28th President of the Ateneo de Manila University
- In office April 1, 1984 – April 1, 1993
- Preceded by: Jose A. Cruz
- Succeeded by: Bienvenido Nebres

Member of the Philippine Constitutional Commission
- In office June 2, 1986 – October 15, 1986
- President: Corazon Aquino

Personal details
- Born: July 7, 1932 Baao, Camarines Sur, Philippine Islands
- Died: March 6, 2021 (aged 88) Quezon City, Philippines
- Education: Berchmans College Ateneo de Manila University Woodstock College New York University
- Profession: Lawyer Professor Jesuit Priest

Ecclesiastical career
- Religion: Roman Catholic
- Ordained: 1965

= Joaquin Bernas =

Filipino academic (1932–2021)

Joaquin Guevara Bernas SJ (July 7, 1932 – March 6, 2021) was a Jesuit priest, lawyer, college professor and writer who was Dean Emeritus of the Ateneo de Manila Law School in Makati, Philippines. He was a member of the 1986 Constitutional Commission which drafted the 1987 Philippine Constitution.

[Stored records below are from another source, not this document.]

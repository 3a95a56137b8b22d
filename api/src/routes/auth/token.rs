use actix_web::{web, HttpRequest, HttpResponse};

use fa_core::repositories::{RevocationCache, UserRepository};

use crate::app::AppState;
use crate::handlers::ApiResult;

/// Handler for GET /api/v1/auth/token
///
/// Returns the identity carried by the access cookie. Only the signature
/// and expiry are checked; revocation applies at refresh time.
pub async fn token<U, C>(
    req: HttpRequest,
    state: web::Data<AppState<U, C>>,
) -> ApiResult<HttpResponse>
where
    U: UserRepository + 'static,
    C: RevocationCache + 'static,
{
    let access = state.cookies.access(&req)?;
    let payload = state.credentials.token(&access)?;
    Ok(HttpResponse::Ok().json(payload))
}
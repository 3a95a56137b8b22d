//! Domain entities representing core business objects.

pub mod account;
pub mod session;

#[cfg(test)]
mod tests;

// Re-export commonly used types
pub use account::{Account, AccountId, NewAccount, ADMIN_ROLE};
pub use session::{SessionClaims, SessionPayload, TokenPair, TokenType};
//! Authentication configuration: signing keys, token lifetimes, revocation,
//! password strategies and the humanness check

use serde::{Deserialize, Serialize};

use super::{env_opt, env_or};

/// JWT signing configuration
///
/// Key material is read from PEM files at startup; the core never touches the
/// filesystem itself.
#[derive(Debug, Clone, Deserialize, Serialize)]
pub struct JwtConfig {
    /// Path to the PKCS#8 PEM Ed25519 private key
    pub private_key_path: String,

    /// Path to the SPKI PEM Ed25519 public key
    pub public_key_path: String,

    /// Key identifier written to every token header
    pub kid: String,

    /// Access token lifetime in seconds
    pub access_token_expiry: i64,

    /// Refresh token lifetime in seconds
    pub refresh_token_expiry: i64,

    /// Public key of the previous signing key, still trusted for verification
    #[serde(default)]
    pub retired_public_key_path: Option<String>,

    /// Key identifier of the previous signing key
    #[serde(default)]
    pub retired_kid: Option<String>,
}

impl Default for JwtConfig {
    fn default() -> Self {
        Self {
            private_key_path: String::from("keys/jwt_private_key.pem"),
            public_key_path: String::from("keys/jwt_public_key.pem"),
            kid: String::from("1"),
            access_token_expiry: 60 * 60 * 6,        // 6 hours
            refresh_token_expiry: 60 * 60 * 24 * 31, // 31 days
            retired_public_key_path: None,
            retired_kid: None,
        }
    }
}

impl JwtConfig {
    /// Create from environment variables
    pub fn from_env() -> Self {
        let defaults = Self::default();
        Self {
            private_key_path: env_or("JWT_PRIVATE_KEY_PATH", defaults.private_key_path),
            public_key_path: env_or("JWT_PUBLIC_KEY_PATH", defaults.public_key_path),
            kid: env_or("JWT_KID", defaults.kid),
            access_token_expiry: env_or("JWT_ACCESS_TOKEN_EXPIRY", defaults.access_token_expiry),
            refresh_token_expiry: env_or("JWT_REFRESH_TOKEN_EXPIRY", defaults.refresh_token_expiry),
            retired_public_key_path: env_opt("JWT_RETIRED_PUBLIC_KEY_PATH"),
            retired_kid: env_opt("JWT_RETIRED_KID"),
        }
    }

    /// Set access token expiry in minutes
    pub fn with_access_expiry_minutes(mut self, minutes: i64) -> Self {
        self.access_token_expiry = minutes * 60;
        self
    }

    /// Set refresh token expiry in days
    pub fn with_refresh_expiry_days(mut self, days: i64) -> Self {
        self.refresh_token_expiry = days * 86400;
        self
    }

    /// Both halves of the retired key are configured
    pub fn has_retired_key(&self) -> bool {
        self.retired_public_key_path.is_some() && self.retired_kid.is_some()
    }
}

/// Revocation fact lifetimes
#[derive(Debug, Clone, Deserialize, Serialize)]
pub struct RevocationConfig {
    /// Lifetime of the recent-ban compensating entry in seconds
    pub recent_ban_ttl: i64,
}

impl Default for RevocationConfig {
    fn default() -> Self {
        Self {
            recent_ban_ttl: 600, // 10 minutes
        }
    }
}

impl RevocationConfig {
    /// Create from environment variables
    pub fn from_env() -> Self {
        Self {
            recent_ban_ttl: env_or("REVOCATION_RECENT_BAN_TTL", Self::default().recent_ban_ttl),
        }
    }
}

/// Password strategy selection
#[derive(Debug, Clone, Deserialize, Serialize)]
pub struct PasswordConfig {
    /// bcrypt work factor for newly hashed passwords
    pub bcrypt_cost: u32,

    /// Accept hashes imported from the previous system's PBKDF2 scheme
    pub accept_legacy: bool,

    /// Store and compare passwords verbatim (tests only)
    #[serde(default)]
    pub plaintext: bool,
}

impl Default for PasswordConfig {
    fn default() -> Self {
        Self {
            bcrypt_cost: 12,
            accept_legacy: true,
            plaintext: false,
        }
    }
}

impl PasswordConfig {
    /// Create from environment variables
    pub fn from_env() -> Self {
        let defaults = Self::default();
        Self {
            bcrypt_cost: env_or("PASSWORD_BCRYPT_COST", defaults.bcrypt_cost),
            accept_legacy: env_or("PASSWORD_ACCEPT_LEGACY", defaults.accept_legacy),
            plaintext: env_or("PASSWORD_PLAINTEXT", defaults.plaintext),
        }
    }
}

/// Humanness check configuration
#[derive(Debug, Clone, Default, Deserialize, Serialize)]
pub struct CaptchaConfig {
    /// reCAPTCHA server-side secret; enables the Google verifier when set
    #[serde(default)]
    pub recaptcha_secret: Option<String>,

    /// Value the debug verifier accepts; `None` accepts everything
    #[serde(default)]
    pub debug_value: Option<String>,
}

impl CaptchaConfig {
    /// Create from environment variables
    pub fn from_env() -> Self {
        Self {
            recaptcha_secret: env_opt("RECAPTCHA_SECRET"),
            debug_value: env_opt("CAPTCHA_DEBUG_VALUE"),
        }
    }
}

/// Account granted the `admin` role at startup by the in-memory backend
#[derive(Debug, Clone, Deserialize, Serialize)]
pub struct AdminSeedConfig {
    pub username: String,
    pub email: String,
    pub password: String,
}

impl AdminSeedConfig {
    /// Create from environment variables; `None` unless all three are set
    pub fn from_env() -> Option<Self> {
        Some(Self {
            username: env_opt("ADMIN_SEED_USERNAME")?,
            email: env_opt("ADMIN_SEED_EMAIL")?,
            password: env_opt("ADMIN_SEED_PASSWORD")?,
        })
    }
}

/// Complete authentication configuration
#[derive(Debug, Clone, Default, Deserialize, Serialize)]
pub struct AuthConfig {
    /// JWT configuration
    pub jwt: JwtConfig,

    /// Revocation configuration
    #[serde(default)]
    pub revocation: RevocationConfig,

    /// Password configuration
    #[serde(default)]
    pub password: PasswordConfig,

    /// Captcha configuration
    #[serde(default)]
    pub captcha: CaptchaConfig,

    /// Seeded administrator for the in-memory backend
    #[serde(default)]
    pub admin_seed: Option<AdminSeedConfig>,
}

impl AuthConfig {
    /// Create from environment variables
    pub fn from_env() -> Self {
        Self {
            jwt: JwtConfig::from_env(),
            revocation: RevocationConfig::from_env(),
            password: PasswordConfig::from_env(),
            captcha: CaptchaConfig::from_env(),
            admin_seed: AdminSeedConfig::from_env(),
        }
    }
}
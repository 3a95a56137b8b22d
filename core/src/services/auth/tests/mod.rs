//! Tests for the credential service
//! Humanness check used at registration

mod debug;

pub use debug::DebugCaptcha;

use async_trait::async_trait;

/// Verifies a humanness proof submitted with a form
#[async_trait]
pub trait CaptchaVerifier: Send + Sync {
    /// `false` for a rejected proof and for any failure reaching the verifier
    async fn is_valid(&self, proof: &str) -> bool;
}
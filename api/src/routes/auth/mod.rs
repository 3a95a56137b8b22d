//! Authentication route handlers
//!
//! Tokens travel in HttpOnly cookies. Registration and login also return
//! both tokens in the body.

pub mod login;
pub mod logout;
pub mod me;
pub mod refresh;
pub mod register;
pub mod token;

pub use login::login;
pub use logout::logout;
pub use me::me;
pub use refresh::refresh_token;
pub use register::register;
pub use token::token;

use actix_web::HttpResponse;

use fa_core::domain::entities::TokenPair;
use fa_core::repositories::{RevocationCache, UserRepository};

use crate::app::AppState;
use crate::dto::TokenPairResponse;

/// Set both token cookies and echo the pair in the body
fn token_pair_response<U, C>(state: &AppState<U, C>, pair: TokenPair) -> HttpResponse
where
    U: UserRepository + 'static,
    C: RevocationCache + 'static,
{
    let mut response = HttpResponse::Ok();
    state.cookies.set_access(&mut response, &pair.access);
    state.cookies.set_refresh(&mut response, &pair.refresh);
    response.json(TokenPairResponse::from(pair))
}
//! Revocation facts kept in the shared cache
//!
//! Three independent facts, each with its own TTL:
//! - the global mass-logout cutover timestamp
//! - a per-account kick flag
//! - a per-account recent-ban flag

mod config;
mod store;


pub use config::RevocationStoreConfig;
pub use store::RevocationStore;
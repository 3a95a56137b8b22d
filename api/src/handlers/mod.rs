//! Response mapping shared by all routes

pub mod error;

pub use error::{classify, ApiError, ApiResult};
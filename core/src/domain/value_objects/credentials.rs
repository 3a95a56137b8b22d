//! Registration and login requests.

use once_cell::sync::Lazy;
use regex::Regex;
use serde::{Deserialize, Serialize};

use crate::errors::ValidationError;

static EMAIL_REGEX: Lazy<Regex> = Lazy::new(|| {
    Regex::new(r"^[\w\-\.]+@([\w-]+\.)+[\w-]{2,6}$").expect("email pattern is valid")
});

const MAX_EMAIL_LOCAL_PART: usize = 64;
const MAX_EMAIL_DOMAIN_PART: usize = 255;

const FORBIDDEN_USERNAMES: [&str; 2] = ["admin", "moderator"];
const USERNAME_MIN_LENGTH: usize = 4;
const USERNAME_MAX_LENGTH: usize = 20;

const PASSWORD_MIN_LENGTH: usize = 6;
const PASSWORD_MAX_LENGTH: usize = 32;

/// Self-service registration form
#[derive(Debug, Clone, PartialEq, Eq, Serialize, Deserialize)]
pub struct RegisterRequest {
    pub email: String,
    pub username: String,
    pub password1: String,
    pub password2: String,
    /// Humanness proof
    #[serde(default)]
    pub captcha: String,
}

impl RegisterRequest {
    /// Validate the form, trimming email and username in place
    ///
    /// Fields are checked in form order and the first failure is returned.
    pub fn validate(&mut self) -> Result<(), ValidationError> {
        self.email = validate_email(&self.email)?;
        self.username = validate_username(&self.username)?;
        validate_password(&self.password1, &self.password2)?;
        Ok(())
    }
}

/// Password login form; `login` is an email or a username
#[derive(Debug, Clone, PartialEq, Eq, Serialize, Deserialize)]
pub struct LoginRequest {
    pub login: String,
    pub password: String,
}

fn validate_email(email: &str) -> Result<String, ValidationError> {
    let email = email.trim();
    if email.is_empty() {
        return Err(ValidationError::EmailEmpty);
    }

    let (local, domain) = email
        .split_once('@')
        .ok_or(ValidationError::EmailMissingSeparator)?;

    if local.len() > MAX_EMAIL_LOCAL_PART || domain.len() > MAX_EMAIL_DOMAIN_PART {
        return Err(ValidationError::EmailLength);
    }

    if !EMAIL_REGEX.is_match(email) {
        return Err(ValidationError::EmailMalformed);
    }

    Ok(email.to_string())
}

fn is_latin_letter(c: char) -> bool {
    c.is_ascii_alphabetic()
}

fn is_cyrillic_letter(c: char) -> bool {
    matches!(c, 'а'..='я' | 'А'..='Я' | 'ё' | 'Ё')
}

fn validate_username(username: &str) -> Result<String, ValidationError> {
    let username = username.trim();

    let lowered = username.to_lowercase();
    if FORBIDDEN_USERNAMES.contains(&lowered.as_str()) {
        return Err(ValidationError::UsernameForbidden);
    }

    let mut has_latin = false;
    let mut has_cyrillic = false;
    for c in username.chars() {
        if is_latin_letter(c) {
            has_latin = true;
        } else if is_cyrillic_letter(c) {
            has_cyrillic = true;
        } else {
            return Err(ValidationError::UsernameForbiddenChars);
        }
    }

    if has_latin && has_cyrillic {
        return Err(ValidationError::UsernameMixedAlphabets);
    }

    let length = username.chars().count();
    if !(USERNAME_MIN_LENGTH..=USERNAME_MAX_LENGTH).contains(&length) {
        return Err(ValidationError::UsernameLength);
    }

    Ok(username.to_string())
}

fn validate_password(password1: &str, password2: &str) -> Result<(), ValidationError> {
    if password1 != password2 {
        return Err(ValidationError::PasswordMismatch);
    }

    let length = password1.chars().count();
    if !(PASSWORD_MIN_LENGTH..=PASSWORD_MAX_LENGTH).contains(&length) {
        return Err(ValidationError::PasswordLength);
    }

    // Printable ASCII, space included
    if !password1.chars().all(|c| (' '..='~').contains(&c)) {
        return Err(ValidationError::PasswordForbiddenChars);
    }

    Ok(())
}
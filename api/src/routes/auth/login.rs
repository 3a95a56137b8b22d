use actix_web::{web, HttpResponse};

use fa_core::domain::value_objects::LoginRequest;
use fa_core::repositories::{RevocationCache, UserRepository};

use crate::app::AppState;
use crate::handlers::ApiResult;
use crate::middleware::within;

use super::token_pair_response;

/// Handler for POST /api/v1/auth/login
///
/// `login` is an email or a username. Unknown accounts, inactive accounts
/// and wrong passwords all answer 401 with the same body.
pub async fn login<U, C>(
    state: web::Data<AppState<U, C>>,
    request: web::Json<LoginRequest>,
) -> ApiResult<HttpResponse>
where
    U: UserRepository + 'static,
    C: RevocationCache + 'static,
{
    let pair = within(
        state.request_timeout,
        state.credentials.login(request.into_inner()),
    )
    .await?;

    Ok(token_pair_response(&state, pair))
}
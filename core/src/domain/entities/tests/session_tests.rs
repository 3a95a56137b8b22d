//! Unit tests for session claims

use chrono::Utc;

use crate::domain::entities::{Account, SessionClaims, SessionPayload, TokenType, ADMIN_ROLE};

fn account() -> Account {
    Account {
        id: 7,
        email: "a@b.com".to_string(),
        username: "alice".to_string(),
        password_hash: Some("hash".to_string()),
        roles: vec![ADMIN_ROLE.to_string(), "editor".to_string()],
        active: true,
        verified: false,
        created_at: Utc::now(),
        last_login: Utc::now(),
    }
}

#[test]
fn test_claims_serialize_with_wire_names() {
    let payload = SessionPayload::from(&account());
    let claims = SessionClaims::new(&payload, TokenType::Refresh, 1_000, 60);

    let json = serde_json::to_value(&claims).unwrap();
    assert_eq!(json["iat"], 1_000);
    assert_eq!(json["exp"], 1_060);
    assert_eq!(json["type"], "refresh");
    assert_eq!(json["id"], 7);
    assert_eq!(json["username"], "alice");
    assert_eq!(json["roles"], serde_json::json!(["admin", "editor"]));
}

#[test]
fn test_claims_expiry_boundary() {
    let payload = SessionPayload::from(&account());
    let claims = SessionClaims::new(&payload, TokenType::Access, 1_000, 60);

    assert!(!claims.is_expired(1_059));
    assert!(claims.is_expired(1_060));
}

#[test]
fn test_account_password_hash_not_serialized() {
    let json = serde_json::to_value(account()).unwrap();
    assert!(json.get("password_hash").is_none());
    assert!(account().has_role(ADMIN_ROLE));
}
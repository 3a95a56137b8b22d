use std::sync::Arc;

use chrono::{DateTime, TimeZone, Utc};
use tracing::info;

use crate::domain::entities::{Account, AccountId};
use crate::domain::value_objects::MassLogoutStatus;
use crate::errors::{AuthError, DomainError, DomainResult};
use crate::repositories::{RevocationCache, UserRepository};
use crate::services::revocation::RevocationStore;
use crate::services::token::TokenLifetimes;

/// Administrative revocation commands
///
/// Per-account commands check that the account exists before touching the
/// cache, so no facts are stored for unknown ids.
pub struct AdministrationService<U, C>
where
    U: UserRepository,
    C: RevocationCache,
{
    users: Arc<U>,
    revocation: Arc<RevocationStore<C>>,
    lifetimes: TokenLifetimes,
}

impl<U, C> AdministrationService<U, C>
where
    U: UserRepository,
    C: RevocationCache,
{
    pub fn new(
        users: Arc<U>,
        revocation: Arc<RevocationStore<C>>,
        lifetimes: TokenLifetimes,
    ) -> Self {
        Self {
            users,
            revocation,
            lifetimes,
        }
    }

    /// Deactivate the account
    ///
    /// The recent-ban flag is written before the directory so a concurrent
    /// refresh that already read the account still sees the ban.
    pub async fn ban(&self, id: AccountId) -> DomainResult<()> {
        self.require_account(id).await?;
        self.revocation.mark_recently_banned(id).await?;
        self.users.set_active(id, false).await?;
        info!(account_id = id, "Account banned");
        Ok(())
    }

    /// Reactivate the account; the recent-ban flag is left to expire
    pub async fn unban(&self, id: AccountId) -> DomainResult<()> {
        self.require_account(id).await?;
        self.users.set_active(id, true).await?;
        info!(account_id = id, "Account unbanned");
        Ok(())
    }

    pub async fn kick(&self, id: AccountId) -> DomainResult<()> {
        self.require_account(id).await?;
        self.revocation.kick(id).await?;
        info!(account_id = id, "Account kicked");
        Ok(())
    }

    pub async fn unkick(&self, id: AccountId) -> DomainResult<()> {
        self.require_account(id).await?;
        self.revocation.unkick(id).await?;
        info!(account_id = id, "Account unkicked");
        Ok(())
    }

    /// Invalidate every refresh token issued up to now
    ///
    /// The cutover is kept for one refresh-token lifetime; after that every
    /// token it could reject has expired on its own.
    pub async fn activate_mass_logout(&self) -> DomainResult<MassLogoutStatus> {
        let cutover = self
            .revocation
            .activate_mass_logout(self.lifetimes.refresh)
            .await?;
        Ok(MassLogoutStatus::active_since(to_datetime(cutover)?))
    }

    pub async fn deactivate_mass_logout(&self) -> DomainResult<()> {
        self.revocation.deactivate_mass_logout().await
    }

    pub async fn get_mass_logout_status(&self) -> DomainResult<MassLogoutStatus> {
        match self.revocation.get_mass_logout_cutover().await? {
            Some(cutover) => Ok(MassLogoutStatus::active_since(to_datetime(cutover)?)),
            None => Ok(MassLogoutStatus::default()),
        }
    }

    async fn require_account(&self, id: AccountId) -> DomainResult<Account> {
        self.users
            .find_by_id(id)
            .await?
            .ok_or_else(|| AuthError::AccountNotFound.into())
    }
}

fn to_datetime(timestamp: i64) -> DomainResult<DateTime<Utc>> {
    Utc.timestamp_opt(timestamp, 0)
        .single()
        .ok_or_else(|| DomainError::store(format!("cutover out of range: {}", timestamp)))
}
//! Cache configuration module

use serde::{Deserialize, Serialize};

use super::{env_opt, env_or};

/// Redis configuration for the revocation cache
#[derive(Debug, Clone, Deserialize, Serialize)]
pub struct CacheConfig {
    /// Redis connection URL
    pub url: String,

    /// Connection timeout in seconds
    pub connection_timeout: u64,

    /// Number of attempts per command before giving up
    #[serde(default = "default_max_retries")]
    pub max_retries: u32,

    /// Base delay between retries in milliseconds, doubled per attempt
    #[serde(default = "default_retry_delay_ms")]
    pub retry_delay_ms: u64,

    /// Prefix applied to every key, separated by ':'
    #[serde(default)]
    pub key_prefix: Option<String>,
}

impl Default for CacheConfig {
    fn default() -> Self {
        Self {
            url: String::from("redis://localhost:6379"),
            connection_timeout: 5,
            max_retries: default_max_retries(),
            retry_delay_ms: default_retry_delay_ms(),
            key_prefix: None,
        }
    }
}

impl CacheConfig {
    /// Create from environment variables
    pub fn from_env() -> Self {
        let defaults = Self::default();
        Self {
            url: env_or("REDIS_URL", defaults.url),
            connection_timeout: env_or("REDIS_CONNECTION_TIMEOUT", defaults.connection_timeout),
            max_retries: env_or("REDIS_MAX_RETRIES", defaults.max_retries),
            retry_delay_ms: env_or("REDIS_RETRY_DELAY_MS", defaults.retry_delay_ms),
            key_prefix: env_opt("REDIS_KEY_PREFIX"),
        }
    }

    /// Create a new cache configuration with URL
    pub fn new(url: impl Into<String>) -> Self {
        Self {
            url: url.into(),
            ..Default::default()
        }
    }

    /// Set the key prefix for all cache keys
    pub fn with_prefix(mut self, prefix: impl Into<String>) -> Self {
        self.key_prefix = Some(prefix.into());
        self
    }

    /// Generate a cache key with prefix
    pub fn make_key(&self, key: &str) -> String {
        match &self.key_prefix {
            Some(prefix) => format!("{}:{}", prefix, key),
            None => key.to_string(),
        }
    }
}

fn default_max_retries() -> u32 {
    3
}

fn default_retry_delay_ms() -> u64 {
    100
}

#[cfg(test)]
mod tests {
    use super::*;

    #[test]
    fn test_cache_config_default() {
        let config = CacheConfig::default();
        assert_eq!(config.url, "redis://localhost:6379");
        assert_eq!(config.max_retries, 3);
        assert!(config.key_prefix.is_none());
    }

    #[test]
    fn test_cache_config_with_prefix() {
        let config = CacheConfig::new("redis://cache:6379").with_prefix("fauth");
        assert_eq!(config.make_key("users:kick:7"), "fauth:users:kick:7");
    }

    #[test]
    fn test_cache_key_without_prefix() {
        let config = CacheConfig::default();
        assert_eq!(config.make_key("users:mass_logout"), "users:mass_logout");
    }

    #[test]
    fn test_cache_config_from_env() {
        temp_env::with_vars(
            [
                ("REDIS_URL", Some("redis://redis:6380")),
                ("REDIS_KEY_PREFIX", Some("staging")),
            ],
            || {
                let config = CacheConfig::from_env();
                assert_eq!(config.url, "redis://redis:6380");
                assert_eq!(config.make_key("users:ban:1"), "staging:users:ban:1");
            },
        );
    }
}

Bernas specialized in the Philippine Constitution and was an author of law books and articles.

==Education==
Bernas was born in Baao, Camarines Sur in 1932 and raised in Naga, and he graduated Ateneo de Naga University for his high school degree in 1950. He moved to Cebu and earned his Bachelor of Arts degree in English, Latin, and Greek Classics, and right after a Master of Arts degree in Philosophy at the Berchmans College school for Theology (now housed at Ateneo de Manila University, the previous site is now the current home of the University of the Philippines Cebu) in 1956 and 1957, respectively. He arrived in Manila thereafter with dreams to become a lawyer as well. In 1962, he received his Bachelor of Laws degree from Ateneo de Manila Law School as its valedictorian and placed 9th in the bar examinations given that year.
He simultaneously applied to join the Society of Jesus in 1950 as the vocation was his primary goal and was eventually ordained to the priesthood in 1965.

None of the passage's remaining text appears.